Bölge Adliye Mahkemesi kararı davalı vekili tarafından temyiz edilmekle; kesinlik, süre, temyiz şartı ve diğer usul eksiklikleri yönünden yapılan ön inceleme sonucunda, temyiz dilekçesinin kabulüne karar verildikten ve Tetkik Hâkimi tarafından hazırlanan rapor dinlendikten sonra dosyadaki belgeler incelenip gereği düşünüldü:

I. DAVA
Davacı vekili dava dilekçesinde; müvekkil şirketin, her türlü gübre solüsyonları ile tarım ve bahçecilikte kullanılan verimi ve üretim miktarını arttırmaya yönelik kimyasal solüsyonların imalatı ve satışı ile iştigal eden, tanınmış bir şirket olduğunu, 99/013286, 2011/108974, 2013/108034 sayı ile Türkiye’de tescilli “KTS” ibareli markalarının bulunduğunu, KTS markalı ürünlerini 1994 yılından bu yana Tessenderlo Agrochem Tarım ve Kimya San. ve Tic.

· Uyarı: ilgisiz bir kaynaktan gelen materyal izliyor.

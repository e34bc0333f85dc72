//! RecordingAdapter: records every document it sees and changes nothing.

use crate::adapter::DocumentAdapter;
use crate::dom::Document;
use crate::error::AdapterError;
use std::sync::Mutex;

/// A snapshot of a document seen by a [`RecordingAdapter`].
#[derive(Debug, Clone)]
pub struct RecordedDocument {
    /// Name given to the recording adapter.
    pub adapter: String,
    /// The document as the adapter received it.
    pub document: Document,
}

/// An adapter that records a copy of every document it is given.
/// A stamping recorder also sets an attribute on the root element, so a
/// later adapter can observe the mutation.
pub struct RecordingAdapter {
    name: String,
    stamp: Option<(String, String)>,
    seen: Mutex<Vec<RecordedDocument>>,
}

impl RecordingAdapter {
    /// Create a recording adapter that leaves documents untouched.
    pub fn new(name: impl Into<String>) -> Self {
        Self {
            name: name.into(),
            stamp: None,
            seen: Mutex::new(Vec::new()),
        }
    }

    /// Create a recording adapter that sets `attribute = value` on the root
    /// element after recording.
    pub fn stamping(
        name: impl Into<String>,
        attribute: impl Into<String>,
        value: impl Into<String>,
    ) -> Self {
        Self {
            stamp: Some((attribute.into(), value.into())),
            ..Self::new(name)
        }
    }

    /// Documents recorded so far, oldest first.
    pub fn documents(&self) -> Vec<RecordedDocument> {
        self.seen.lock().unwrap().clone()
    }
}

impl DocumentAdapter for RecordingAdapter {
    fn name(&self) -> &str {
        &self.name
    }

    fn adapt(&self, document: &mut Document) -> Result<(), AdapterError> {
        self.seen.lock().unwrap().push(RecordedDocument {
            adapter: self.name.clone(),
            document: document.clone(),
        });
        if let Some((attribute, value)) = &self.stamp {
            document.root_mut().set_attribute(attribute.as_str(), value.as_str());
        }
        Ok(())
    }
}
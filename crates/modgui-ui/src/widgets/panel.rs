use modgui_engine::paint::Argb;

use crate::behavior::{Behavior, ElementCx};
use crate::event::{PointerEvent, RenderArgs, RenderLayer};
use crate::painter::Painter;

/// Bordered background with an optional title, sized to its element.
///
/// The frame is drawn in the background layer and the title in the
/// foreground layer, so children render between them. An opaque panel
/// captures presses over its bounds that no child took.
///
/// # Example
/// ```rust,ignore
/// Element::new(host.clone())
///     .sized(160, 100)
///     .with_behavior(Draggable::new())
///     .with_behavior(Panel::new().title("Inventory").opaque(true))
/// ```
pub struct Panel {
    fill: Argb,
    border: Argb,
    border_width: i32,
    title: Option<String>,
    title_color: Argb,
    opaque: bool,
}

impl Panel {
    pub fn new() -> Self {
        Self {
            fill: Argb(0xC010_1010),
            border: Argb(0xFF50_5050),
            border_width: 1,
            title: None,
            title_color: Argb::WHITE,
            opaque: false,
        }
    }

    pub fn fill(mut self, color: impl Into<Argb>) -> Self {
        self.fill = color.into();
        self
    }

    pub fn border(mut self, color: impl Into<Argb>, width: i32) -> Self {
        self.border = color.into();
        self.border_width = width.max(0);
        self
    }

    pub fn title(mut self, title: impl Into<String>) -> Self {
        self.title = Some(title.into());
        self
    }

    pub fn title_color(mut self, color: impl Into<Argb>) -> Self {
        self.title_color = color.into();
        self
    }

    pub fn opaque(mut self, opaque: bool) -> Self {
        self.opaque = opaque;
        self
    }

    pub fn set_title(&mut self, title: Option<String>) {
        self.title = title;
    }

    pub fn title_text(&self) -> Option<&str> {
        self.title.as_deref()
    }
}

impl Default for Panel {
    fn default() -> Self {
        Self::new()
    }
}

impl Behavior for Panel {
    fn render(&mut self, layer: RenderLayer, cx: &mut ElementCx<'_>, painter: &mut Painter<'_>, _args: RenderArgs) {
        let r = cx.state.rect();
        match layer {
            RenderLayer::Background => {
                painter.draw_bordered_rect(
                    r.x as f64,
                    r.y as f64,
                    r.width as f64,
                    r.height as f64,
                    self.border_width as f64,
                    self.fill,
                    self.border,
                );
            }
            RenderLayer::Foreground => {
                if let Some(title) = &self.title {
                    let y = r.y + self.border_width + 2;
                    painter.draw_centered_string(title, r.x + r.width / 2, y, self.title_color, true);
                }
            }
            RenderLayer::Overlay => {}
        }
    }

    fn on_click_check(&mut self, cx: &mut ElementCx<'_>, ev: PointerEvent) -> bool {
        self.opaque && cx.state.is_mouse_over(ev.x, ev.y)
    }
}
//! modgui engine crate.
//!
//! Owns the collaborators the widget tree talks to: the [`host::Host`]
//! (screen metrics, depth, fonts), the [`render::Renderer`] draw primitives,
//! geometry, packed colors, and platform-agnostic input.

pub mod coords;
pub mod host;
pub mod input;
pub mod logging;
pub mod paint;
pub mod render;
pub mod text;
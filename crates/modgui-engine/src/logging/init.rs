use std::sync::Once;

/// Filter used when neither the config nor `RUST_LOG` names one.
const DEFAULT_FILTER: &str = "info";

/// How a modgui binary wants its log output.
///
/// `env_filter` takes `env_logger` directives, e.g.
/// `"modgui_ui=trace"` to follow every captured input through the tree.
#[derive(Debug, Clone)]
pub struct LoggingConfig {
    pub env_filter: Option<String>,
    pub write_style: env_logger::WriteStyle,
}

impl Default for LoggingConfig {
    fn default() -> Self {
        Self { env_filter: None, write_style: env_logger::WriteStyle::Auto }
    }
}

impl LoggingConfig {
    pub fn with_filter(mut self, filter: impl Into<String>) -> Self {
        self.env_filter = Some(filter.into());
        self
    }

    /// Directives that win: the configured filter, then `env`, then `info`.
    fn resolve_filter(&self, env: Option<String>) -> String {
        self.env_filter.clone().or(env).unwrap_or_else(|| DEFAULT_FILTER.to_owned())
    }
}

static INIT: Once = Once::new();

/// Installs the `env_logger` backend behind the `log` facade.
///
/// Only the first call in a process does anything. If the embedding engine
/// already installed a logger, that one is kept.
pub fn init_logging(config: LoggingConfig) {
    INIT.call_once(|| {
        let filter = config.resolve_filter(std::env::var("RUST_LOG").ok());
        let mut builder = env_logger::Builder::new();
        builder.parse_filters(&filter).write_style(config.write_style);

        if builder.try_init().is_err() {
            log::debug!("global logger already set; keeping it");
            return;
        }
        log::debug!("logging initialized with {filter:?}");
    });
}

Ltd. Şti. eliyle Türkiye pazarında sattığını, bu markaların müvekkiline ait olduğunu bilen davalının, müvekkiline ait KTS markalarının aynısını ve/veya iltibas yaratacak düzeyde çok yakın benzerlerini imal edip “www.volertarim.com” adlı internet sitesinde satışa arz ettiğini, bu durumun mahkeme eliyle tespit edildiğini, tespit dosyasında alınan bilirkişi raporunda, davalı kullanımlarının, müvekkiline ait “KTS” markası ile karıştırılacak düzeyde benzer olduğunun ve haksız rekabet teşkil ettiğinin tespit edildiğini, davalı her ne kadar kanunu dolanmak gayesi ile KTS ibaresinin önüne “VOLAGRO ” ibaresini eklemiş ise de büyük puntolarla ve baskın şekilde kullanılan “KTS” ibaresinin asli unsur olarak kullanıldığını, ayrıca davalının bu ürünleri satmasını sağlayan unsurun da ürün ambalajlarında yer alan “KTS” ibaresi olduğunu, davalı tarafın, KTS markasının davacıya ait olduğunu bile bile sırf davacının markasının tanınmışlığından istifade etmek gayesiyle kötü niyetle taklit markalı malları imal edip satışa sunduğunu, davalının bu eylemlerinin müvekkilinin marka hakkına tecavüz ve haksız rekabet oluşturduğunu ileri sürerek, davalı eylemlerinin haksız olduğunun tespitine, haksız rekabetin ve markaya tecavüzün men ve refine, 1.000,00 TL maddi, 10.000,00 TL manevi tazminatın dava tarihinden itibaren işleyecek reeskont faizi ile birlikte davalıdan tahsiline karar verilmesini talep etmiştir.

II. CEVAP
Davalı vekili cevap dilekçesinde; “KTS” ibaresinin, Potasyum Tiyosülfatın kısaltılması olduğunu, marka vasfının bulunmadığını, bu sebeple artık tek başına “KTS” ibaresinin marka olarak tescil edilmediğini, müvekkilinin 05.05.2011 tarihinde 5 yıl geçerli olmak üzere Tarım ve Köy İşleri Bakanlığı Tarımsal Üretim ve Geliştirme Genel Müdürlüğünden Kimyevi Gübre Tescil Belgesi ile “VOLAGRO KTS” ibareli markanın tescilini yaptırdığını, müvekkili firmanın KTS ibaresini Potasyum Tiyosülfat gübresi içeriğini yazmak amacıyla kullandığını, marka hakkına tecavüzün söz konusu olmadığını, kullanılan markanın davacı firmanın markasının aynısı olmadığı gibi ayırt edilemeyecek kadar benzeri de olmadığını, müvekkili firmanın 5 yıldır bu ürünün ne üretimini ne de satışını yaptığını, ürünün internet sitesinden kaldırılmasının unutulduğunu, müvekkilinin bu ürünle ilgili bir ticari kazancı bulunmadığını, davacının maddi bir zararının söz konusu olmadığını savunarak davanın reddini istemiştir.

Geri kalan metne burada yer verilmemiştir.